Se trata de una perversión del término, ya que aquí el “mártir” deja de
ser víctima, para pasar a ser verdugo; deja de tener el amor como motor de su
vida, para cambiarlo por el odio; su mensaje final deja de ser el del perdón, y
pasa a ser la venganza…
Lamentablemente, el inicio del año 2015 se ha
visto convulsionado por los atentados del terrorismo yihadista en el corazón de
Europa. La opinión pública se ha conmocionado, y los periódicos y las tertulias
se han prodigado como nunca, queriendo entender y valorar lo ocurrido.
Por desgracia, parece que no terminamos de ser conscientes del drama de
la vida, mientras que no acontezca en casa. Arrastramos una visión miope de la
historia y de la geografía, por motivo de nuestro eurocentrismo.
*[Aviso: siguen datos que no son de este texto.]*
// SPDX-FileCopyrightText: 2026 OmniPA Contributors
// SPDX-License-Identifier: MIT OR Apache-2.0

//! Conversation and routing-decision types shared across the OmniPA workspace.

use std::fmt;

use serde::de::{self, Deserializer, IgnoredAny, MapAccess, SeqAccess, Visitor};
use serde::{Deserialize, Serialize};
use strum::{Display, EnumString};

/// Author of a conversation turn.
#[derive(
    Debug, Clone, Copy, PartialEq, Eq, Hash, Display, EnumString, Serialize, Deserialize,
)]
#[serde(rename_all = "lowercase")]
#[strum(serialize_all = "lowercase")]
pub enum Role {
    User,
    Assistant,
    System,
}

/// Reference to an image attached to a message. Never fetched or decoded.
///
/// Deserializes from `{"url": "..."}` or a bare URL string; always serializes
/// as the object form.
#[derive(Debug, Clone, PartialEq, Eq, Serialize, Deserialize)]
#[serde(from = "ImageUrlRepr")]
pub struct ImageUrl {
    pub url: String,
}

#[derive(Deserialize)]
#[serde(untagged, expecting = "an object with a `url` string, or a URL string")]
enum ImageUrlRepr {
    Object { url: String },
    Url(String),
}

impl From<ImageUrlRepr> for ImageUrl {
    fn from(repr: ImageUrlRepr) -> Self {
        match repr {
            ImageUrlRepr::Object { url } | ImageUrlRepr::Url(url) => Self { url },
        }
    }
}

/// One unit of a multi-modal message.
///
/// Serializes in the chat-completions wire shape:
/// `{"type":"text","text":"..."}` and `{"type":"image_url","image_url":{"url":"..."}}`.
/// Image parts are also accepted as `{"type":"image_url","url":"..."}`.
#[derive(Debug, Clone, PartialEq, Eq, Serialize, Deserialize)]
#[serde(tag = "type", rename_all = "snake_case")]
pub enum ContentPart {
    Text {
        text: String,
    },
    ImageUrl {
        #[serde(alias = "url")]
        image_url: ImageUrl,
    },
}

impl ContentPart {
    pub fn text(text: impl Into<String>) -> Self {
        ContentPart::Text { text: text.into() }
    }

    pub fn image(url: impl Into<String>) -> Self {
        ContentPart::ImageUrl {
            image_url: ImageUrl { url: url.into() },
        }
    }

    pub fn is_image(&self) -> bool {
        matches!(self, ContentPart::ImageUrl { .. })
    }
}

/// Message body: either a plain string or an ordered list of parts.
#[derive(Debug, Clone, PartialEq, Eq, Serialize)]
#[serde(untagged)]
pub enum MessageContent {
    Text(String),
    Parts(Vec<ContentPart>),
}

// Hand-written so errors inside a part list keep their element index.
impl<'de> Deserialize<'de> for MessageContent {
    fn deserialize<D: Deserializer<'de>>(deserializer: D) -> Result<Self, D::Error> {
        struct ContentVisitor;

        impl<'de> Visitor<'de> for ContentVisitor {
            type Value = MessageContent;

            fn expecting(&self, f: &mut fmt::Formatter) -> fmt::Result {
                f.write_str("a string or an array of content parts")
            }

            fn visit_str<E: de::Error>(self, text: &str) -> Result<Self::Value, E> {
                Ok(MessageContent::Text(text.to_string()))
            }

            fn visit_string<E: de::Error>(self, text: String) -> Result<Self::Value, E> {
                Ok(MessageContent::Text(text))
            }

            fn visit_seq<A: SeqAccess<'de>>(self, mut seq: A) -> Result<Self::Value, A::Error> {
                let mut parts = Vec::with_capacity(seq.size_hint().unwrap_or(0));
                while let Some(part) = seq.next_element()? {
                    parts.push(part);
                }
                Ok(MessageContent::Parts(parts))
            }
        }

        deserializer.deserialize_any(ContentVisitor)
    }
}

impl MessageContent {
    /// True when the content is a part list holding at least one image.
    ///
    /// A plain string never counts as carrying an image, even if it contains
    /// something that looks like a URL.
    pub fn has_image(&self) -> bool {
        match self {
            MessageContent::Text(_) => false,
            MessageContent::Parts(parts) => parts.iter().any(ContentPart::is_image),
        }
    }
}

impl From<&str> for MessageContent {
    fn from(text: &str) -> Self {
        MessageContent::Text(text.to_string())
    }
}

impl From<String> for MessageContent {
    fn from(text: String) -> Self {
        MessageContent::Text(text)
    }
}

impl From<Vec<ContentPart>> for MessageContent {
    fn from(parts: Vec<ContentPart>) -> Self {
        MessageContent::Parts(parts)
    }
}

/// One turn in a conversation.
#[derive(Debug, Clone, PartialEq, Eq, Serialize, Deserialize)]
pub struct Message {
    pub role: Role,
    pub content: MessageContent,
}

impl Message {
    pub fn new(role: Role, content: impl Into<MessageContent>) -> Self {
        Self {
            role,
            content: content.into(),
        }
    }

    pub fn user(content: impl Into<MessageContent>) -> Self {
        Self::new(Role::User, content)
    }

    pub fn assistant(content: impl Into<MessageContent>) -> Self {
        Self::new(Role::Assistant, content)
    }

    pub fn system(content: impl Into<MessageContent>) -> Self {
        Self::new(Role::System, content)
    }
}

/// The full conversation handed to the router, oldest message first.
///
/// Deserializes from a request body `{"messages": [...]}` (other top-level
/// fields are ignored) or from a bare message array.
#[derive(Debug, Clone, Default, PartialEq, Eq, Serialize)]
pub struct RouterInput {
    pub messages: Vec<Message>,
}

impl<'de> Deserialize<'de> for RouterInput {
    fn deserialize<D: Deserializer<'de>>(deserializer: D) -> Result<Self, D::Error> {
        struct InputVisitor;

        impl<'de> Visitor<'de> for InputVisitor {
            type Value = RouterInput;

            fn expecting(&self, f: &mut fmt::Formatter) -> fmt::Result {
                f.write_str("an object with a `messages` array, or an array of messages")
            }

            fn visit_seq<A: SeqAccess<'de>>(self, mut seq: A) -> Result<Self::Value, A::Error> {
                let mut messages = Vec::with_capacity(seq.size_hint().unwrap_or(0));
                while let Some(message) = seq.next_element()? {
                    messages.push(message);
                }
                Ok(RouterInput::new(messages))
            }

            fn visit_map<A: MapAccess<'de>>(self, mut map: A) -> Result<Self::Value, A::Error> {
                let mut messages: Option<Vec<Message>> = None;
                while let Some(key) = map.next_key::<String>()? {
                    if key == "messages" {
                        if messages.is_some() {
                            return Err(de::Error::duplicate_field("messages"));
                        }
                        messages = Some(map.next_value()?);
                    } else {
                        map.next_value::<IgnoredAny>()?;
                    }
                }
                let messages = messages.ok_or_else(|| de::Error::missing_field("messages"))?;
                Ok(RouterInput::new(messages))
            }
        }

        deserializer.deserialize_any(InputVisitor)
    }
}

impl RouterInput {
    pub fn new(messages: Vec<Message>) -> Self {
        Self { messages }
    }

    /// The most recent message authored by the user, if any.
    pub fn last_user_message(&self) -> Option<&Message> {
        self.messages.iter().rev().find(|m| m.role == Role::User)
    }

    /// Number of messages of every role.
    pub fn len(&self) -> usize {
        self.messages.len()
    }

    pub fn is_empty(&self) -> bool {
        self.messages.is_empty()
    }
}

impl From<Vec<Message>> for RouterInput {
    fn from(messages: Vec<Message>) -> Self {
        Self::new(messages)
    }
}

/// Coarse category of what the user is asking for in their latest message.
#[derive(
    Debug, Clone, Copy, PartialEq, Eq, Hash, Display, EnumString, Serialize, Deserialize,
)]
#[serde(rename_all = "snake_case")]
#[strum(serialize_all = "snake_case")]
pub enum Intent {
    MoodLogging,
    GoalPlanning,
    TravelPlanning,
    ShoppingList,
    ImageAnalysis,
    SimpleQuestion,
    ComplexReasoning,
    GeneralChat,
    Unknown,
}

/// Cost/capability class of the upstream model.
#[derive(
    Debug, Clone, Copy, PartialEq, Eq, Hash, Display, EnumString, Serialize, Deserialize,
)]
#[serde(rename_all = "lowercase")]
#[strum(serialize_all = "lowercase")]
pub enum ModelTier {
    /// Cheap, low-latency model.
    Fast,
    /// Expensive, high-quality model with vision support.
    Capable,
}

/// Generation parameters relayed verbatim to the upstream completion call.
#[derive(Debug, Clone, Copy, PartialEq, Serialize, Deserialize)]
#[serde(deny_unknown_fields)]
pub struct GenerationConfig {
    pub temperature: f64,
    pub max_tokens: u32,
    #[serde(default, skip_serializing_if = "Option::is_none")]
    pub top_p: Option<f64>,
}

impl GenerationConfig {
    pub const fn new(temperature: f64, max_tokens: u32) -> Self {
        Self {
            temperature,
            max_tokens,
            top_p: None,
        }
    }

    pub const fn with_top_p(mut self, top_p: f64) -> Self {
        self.top_p = Some(top_p);
        self
    }
}

/// A routing decision. Built once per request and never mutated.
#[derive(Debug, Clone, PartialEq, Serialize, Deserialize)]
pub struct ModelSelection {
    /// Selected tier.
    pub tier: ModelTier,
    /// Configured upstream identifier for `tier`.
    pub model: String,
    /// Generation parameters attached by the rule that fired.
    pub config: GenerationConfig,
    /// Certainty of the rule that fired (0.0-1.0).
    pub confidence: f32,
    /// Which rule fired and why. For logs only; not machine-parsed.
    pub reason: String,
    /// Classified intent, present only when intent-based routing fired.
    #[serde(default, skip_serializing_if = "Option::is_none")]
    pub intent: Option<Intent>,
}

impl ModelSelection {
    /// Safe default for callers that could not obtain a routing decision,
    /// e.g. because the request failed boundary validation.
    pub fn caller_default(capable_model: &str) -> Self {
        Self {
            tier: ModelTier::Capable,
            model: capable_model.to_string(),
            config: GenerationConfig::new(0.7, 2048),
            confidence: 0.0,
            reason: "Routing unavailable, using caller default.".to_string(),
            intent: None,
        }
    }
}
Sin
embargo, ¡hay vida más allá de nuestras fronteras!: el ébola existía
antes de que alguien de entre nosotros se contagiase; el drama humano
de los subsaharianos existía antes de que las pateras llegasen a nuestras
costas; y los cristianos estaban siendo perseguidos en Oriente desde
hacía mucho tiempo; antes de que nosotros nos sintiésemos amenazados en
Europa…
Lo acontecido en las semanas precedentes, deja patente el riesgo
de un choque de trenes entre un Oriente amenazado por el fundamentalismo
fanático, y un Occidente amenazado por el relativismo
laicista.
Sí, se trata de dos modos muy diversos de
fundamentalismo, pero, ambos errados.
Y, es obvio que quienes vivimos en
Europa, identificamos con mucha mayor facilidad el fundamentalismo de Oriente,
que el de casa… Sin embargo, en estos días hemos sido testigos de diversos
signos que evidencian la existencia también de ese fundamentalismo
occidental:
Por ejemplo, el hecho de que se haya pretendido
reivindicar el derecho a la blasfemia, como algo inherente al concepto
occidental de libertad, es muestra de nuestra profunda crisis de
relativismo, además de ser un profundo error desde el punto de vista
estratégico, ante el resto del mundo.
Sería terrible tener que
elegir entre una fe patológica y un laicismo blasfemo e
irrespetuoso.
Otro signo que hemos escuchado con frecuencia tras
el atentado de París, es la acusación al hecho religioso de ser la causa de la
violencia: la raíz de la violencia estaría en las religiones. Según esta
acusación, la fe religiosa se creería en posesión de la verdad, de donde nacería
toda violencia. En definitiva, la acusación de Marx de que la religión es el
opio del pueblo, sería cierta, por lo que el mundo estaría condenado a seguir en
guerra mientras la humanidad no superase el hecho religioso.
Pero claro,
quienes hacen este tipo de reflexiones antirreligiosas, olvidan que en la
historia de la humanidad se ha ejercido la violencia en nombre de Dios; como
también se ha ejercido la violencia en nombre del ateísmo (al grito de
“la religión es el opio del pueblo”, decenas de millones de personas fueron
asesinadas en el siglo XX); como también se ha ejercido la violencia en
nombre de la libertad (¡recordemos la guillotina francesa!); o en nombre
de la raza, del dinero, del deporte, etc.
Y es que… ¡todo son
excusas para eludir la propia responsabilidad!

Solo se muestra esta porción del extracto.